Collected data

impl RiskGate {
    pub fn new(catalog: Arc<Catalog>, positions: Arc<PositionManager>) -> Self {
        Self {
            catalog,
            positions,
            stop_book: StopBook::new(),
            disabled: AtomicBool::new(false),
        }
    }

    /// Turn every check off (`--disable_rms`).
    pub fn disable(&self) {
        self.disabled.store(true, Ordering::Relaxed);
    }

    pub fn is_disabled(&self) -> bool {
        self.disabled.load(Ordering::Relaxed)
    }

    /// The reduced path used by cancels: message-rate only.
    pub fn check_msg_rate(&self, ord: &Order) -> Result<(), String> {
        if self.is_disabled() {
            return Ok(());
        }
        let now = crate::utils::now_secs();
        let sid = ord.security_id();
        if let Some(acc) = self.catalog.sub_account(ord.sub_account_id()) {
            check_msg_rate("sub_account", &acc.base, sid, now)?;
        }
        if let Some(acc) = self.catalog.broker_account(ord.broker_account_id) {
            check_msg_rate("broker_account", &acc.base, sid, now)?;
        }
        if let Some(user) = self.catalog.user(ord.user_id) {
            check_msg_rate("user", &user.base, sid, now)?;
        }
        Ok(())
    }

    /// The full submit-path gate, run in order: stop book, throttles,
    /// per-order caps, per-security intraday caps, account-global caps, and
    /// projected gross long/short caps.
    pub fn check(&self, ord: &Order) -> Result<(), String> {
        if self.is_disabled() {
            return Ok(());
        }
        let sec = self
            .catalog
            .security(ord.security_id())
            .ok_or_else(|| "Unknown security".to_string())?;

        let sub_name = self
            .catalog
            .sub_account(ord.sub_account_id())
            .map(|a| a.name.clone())
            .unwrap_or_default();
        self.stop_book.check(
            sec.id,
            &sec.symbol,
            Some((&sub_name, ord.sub_account_id())),
        )?;

        let factor = sec.value_factor();
        if let Some(acc) = self.catalog.sub_account(ord.sub_account_id()) {
            let pos = self
                .positions
                .position(Scope::Sub, acc.id, sec.id);
            let values = self.positions.account_value(Scope::Sub, acc.id);
            check_account("sub_account", ord, &acc.base, factor, Some(&pos), &values)?;
        }
        if let Some(acc) = self.catalog.broker_account(ord.broker_account_id) {
            let pos = self.positions.position(Scope::Broker, acc.id, sec.id);
            let values = self.positions.account_value(Scope::Broker, acc.id);
            check_account("broker_account", ord, &acc.base, factor, Some(&pos), &values)?;
        }
        if let Some(user) = self.catalog.user(ord.user_id) {
            let pos = self.positions.position(Scope::User, user.id, sec.id);
            let values = self.positions.account_value(Scope::User, user.id);
            check_account("user", ord, &user.base, factor, Some(&pos), &values)?;
        }
        if let Some(dest) = &ord.contract.destination {
            if let Some(acc) = self.catalog.accounts.broker_account_by_name(dest) {
                let values = self.positions.account_value(Scope::Broker, acc.id);
                check_account("destination", ord, &acc.base, factor, None, &values)?;
            }
        }
        Ok(())
    }
}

Assigned task
Within the data above, pick out all lines holding the word "Ordering".

Finished task
        self.disabled.store(true, Ordering::Relaxed);
        self.disabled.load(Ordering::Relaxed)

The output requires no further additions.